[ExI] The digital nature of brains (was: digital simulations)

Eric Messick eric at m056832107.syzygy.com
Sun Jan 31 18:29:26 UTC 2010


Gordon:
>Eric:
>> So, can you tell the difference?
>
>I can't know the difference from their external behavior, but I can
> know it from a bit of surgery + some philosophical arguments.

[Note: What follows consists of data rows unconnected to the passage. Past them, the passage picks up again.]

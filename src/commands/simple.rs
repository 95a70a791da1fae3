//! Simple interactive CLI mode
//!
//! Line-based game without the TUI

use crate::core::WORD_LENGTH;
use crate::game::{GameStatus, Practice, share_text, win_message};
use crate::output::display::{print_board, print_statistics};
use colored::Colorize;
use std::io::{self, Write};

/// One line of player input
#[derive(Debug, Clone, PartialEq, Eq)]
pub enum SimpleCommand {
    Guess(String),
    Quit,
    NewGame,
    Share,
    Stats,
    HardMode(bool),
    Help,
}

impl SimpleCommand {
    /// Parse a line of input
    ///
    /// `:`-prefixed input is always a command. Anything five characters long is a
    /// guess, so words like SHARE stay playable; other bare command words still work.
    #[must_use]
    pub fn parse(input: &str) -> Self {
        let input = input.trim();
        if let Some(command) = input.strip_prefix(':') {
            return Self::command(command.trim()).unwrap_or(Self::Help);
        }
        if input.chars().count() == WORD_LENGTH {
            return Self::Guess(input.to_string());
        }
        Self::command(input).unwrap_or_else(|| Self::Guess(input.to_string()))
    }

    fn command(input: &str) -> Option<Self> {
        let command = match input.to_lowercase().as_str() {
            "quit" | "q" | "exit" => Self::Quit,
            "new" | "n" => Self::NewGame,
            "share" => Self::Share,
            "stats" => Self::Stats,
            "hard on" | "hard" => Self::HardMode(true),
            "hard off" => Self::HardMode(false),
            "help" | "?" => Self::Help,
            _ => return None,
        };
        Some(command)
    }
}

/// Run the simple interactive CLI mode
///
/// # Errors
///
/// Returns an error if reading input or writing output fails.
pub fn run_simple(practice: &mut Practice) -> io::Result<()> {
    println!("\n╔══════════════════════════════════════════════════════════════╗");
    println!("║                     Wordull - Simple Mode                    ║");
    println!("╚══════════════════════════════════════════════════════════════╝\n");
    print_help();

    loop {
        let prompt = format!(
            "Guess {}/6{}",
            practice.state().row_index + 1,
            if practice.state().hard_mode { " (hard)" } else { "" }
        );
        let Some(line) = get_user_input(&prompt)? else {
            return Ok(());
        };

        match SimpleCommand::parse(&line) {
            SimpleCommand::Quit => {
                println!("\n👋 Thanks for playing!\n");
                return Ok(());
            }
            SimpleCommand::NewGame => {
                practice.new_round();
                println!("\n🔄 New game started!\n");
            }
            SimpleCommand::Share => println!("\n{}", share_text(practice.state())),
            SimpleCommand::Stats => print_statistics(practice.stats()),
            SimpleCommand::Help => print_help(),
            SimpleCommand::HardMode(enabled) => match practice.set_hard_mode(enabled) {
                Ok(()) => println!("Hard mode {}", if enabled { "on" } else { "off" }),
                Err(e) => println!("{}", e.to_string().red()),
            },
            SimpleCommand::Guess(guess) if guess.is_empty() => {}
            SimpleCommand::Guess(guess) => match practice.submit(&guess) {
                Ok(submission) => {
                    println!();
                    print_board(practice.state(), &practice.letters());

                    if submission.status != GameStatus::InProgress {
                        announce_result(practice);
                        match get_user_input("Play again? (yes/no)")?
                            .unwrap_or_default()
                            .to_lowercase()
                            .as_str()
                        {
                            "yes" | "y" => {
                                practice.new_round();
                                println!("\n🔄 New game started!\n");
                            }
                            _ => {
                                println!("\n👋 Thanks for playing!\n");
                                return Ok(());
                            }
                        }
                    }
                }
                Err(e) => println!("{}", format!("❌ {e}").red()),
            },
        }
    }
}

fn announce_result(practice: &Practice) {
    let state = practice.state();
    println!("\n{}", "═".repeat(40).bright_cyan());
    if state.status == GameStatus::Win {
        println!("  {}", win_message(state.row_index).bright_green().bold());
    } else if let Some(solution) = practice.revealed_solution() {
        println!("  The word was {}", solution.to_string().bright_yellow().bold());
    }
    println!("{}", "═".repeat(40).bright_cyan());
    println!("\n{}", share_text(state));
    print_statistics(practice.stats());
}

fn print_help() {
    println!("Type a five-letter guess and press Enter.");
    println!("  🟩 right letter, right spot   🟨 right letter, wrong spot   ⬛ not in the word");
    println!("Commands: ':new', ':share', ':stats', ':hard on', ':hard off', ':help', ':quit'\n");
}

/// Get user input with a prompt, `None` at end of input
fn get_user_input(prompt: &str) -> io::Result<Option<String>> {
    print!("{prompt}: ");
    io::stdout().flush()?;

    let mut input = String::new();
    if io::stdin().read_line(&mut input)? == 0 {
        return Ok(None);
    }

    Ok(Some(input.trim().to_string()))
}

#[cfg(test)]
mod tests {
    use super::*;
    use crate::wordlists::ANSWERS;

    #[test]
    fn parse_commands() {
        assert_eq!(SimpleCommand::parse("q"), SimpleCommand::Quit);
        assert_eq!(SimpleCommand::parse(" NEW "), SimpleCommand::NewGame);
        assert_eq!(SimpleCommand::parse("hard off"), SimpleCommand::HardMode(false));
        assert_eq!(SimpleCommand::parse("Hard"), SimpleCommand::HardMode(true));
        assert_eq!(SimpleCommand::parse("?"), SimpleCommand::Help);
    }

    #[test]
    fn prefixed_commands() {
        assert_eq!(SimpleCommand::parse(":share"), SimpleCommand::Share);
        assert_eq!(SimpleCommand::parse(": Stats"), SimpleCommand::Stats);
        assert_eq!(SimpleCommand::parse(":quit"), SimpleCommand::Quit);
        assert_eq!(SimpleCommand::parse(":bogus"), SimpleCommand::Help);
    }

    #[test]
    fn five_letter_input_is_always_a_guess() {
        assert_eq!(
            SimpleCommand::parse("share"),
            SimpleCommand::Guess("share".to_string())
        );
        assert_eq!(
            SimpleCommand::parse("STATS"),
            SimpleCommand::Guess("STATS".to_string())
        );
        for &word in ANSWERS {
            assert_eq!(
                SimpleCommand::parse(word),
                SimpleCommand::Guess(word.to_string()),
                "answer '{word}' must be playable"
            );
        }
    }

    #[test]
    fn anything_else_is_a_guess() {
        assert_eq!(
            SimpleCommand::parse(" crane "),
            SimpleCommand::Guess("crane".to_string())
        );
        assert_eq!(SimpleCommand::parse(""), SimpleCommand::Guess(String::new()));
    }
}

In other words, if you were to directly experience something which
contradicts your philosophical arguments, you would believe the
philosophy over the reality.

I guess heavy objects must fall faster than light ones.  Let's not
bother to do the experiment.

>> Or do you claim that it will always be impossible to create
>> such a simulation in the first place?  No, wait, you've
>> already said that systems that pass the Turing Test will be possible,
>> so you're no longer claiming that it is impossible.  Do you want to
>> change your mind on that again?
>
>Excuse me? I never argued for the impossibility of such systems and I
> have not "changed my mind" about this. I wonder now if I can count on
> you for an honest discussion.

Going through old messages, the first I found that fit my memory of
this was:

>Message-ID: <845939.46868.qm at web36506.mail.mud.yahoo.com>
>Date: Mon, 28 Dec 2009 04:47:32 -0800 (PST)
>From: Gordon Swobe <gts_2000 at yahoo.com>
>To: ExI chat list <extropy-chat at lists.extropy.org>
>Subject: Re: [ExI] The symbol grounding problem in strong AI
>
>--- On Sun, 12/27/09, Stathis Papaioannou <stathisp at gmail.com> wrote:
>[...]
>> If the replacement neurons behave normally in their
>> interactions with the remaining brain, then the subject *must* 
>> behave normally. 
>
>But your replacement neurons *won't* behave normally, and so your
>possible conclusions don't follow.
>[...]

This was the start of a series of posts where you said that someone
with a brain that had been partially replaced with programmatic
neurons would behave as though he was at least partially not
conscious.  You claimed that the surgeon would have to replace more
and more of the brain until he behaved as though he was conscious, but
had been zombified by extensive replacement.

You were, in essence, claiming that it was impossible to create
programmatic neurons which would have the same behavior as biological
neurons.

I wonder now if I can count on you for an honest discussion.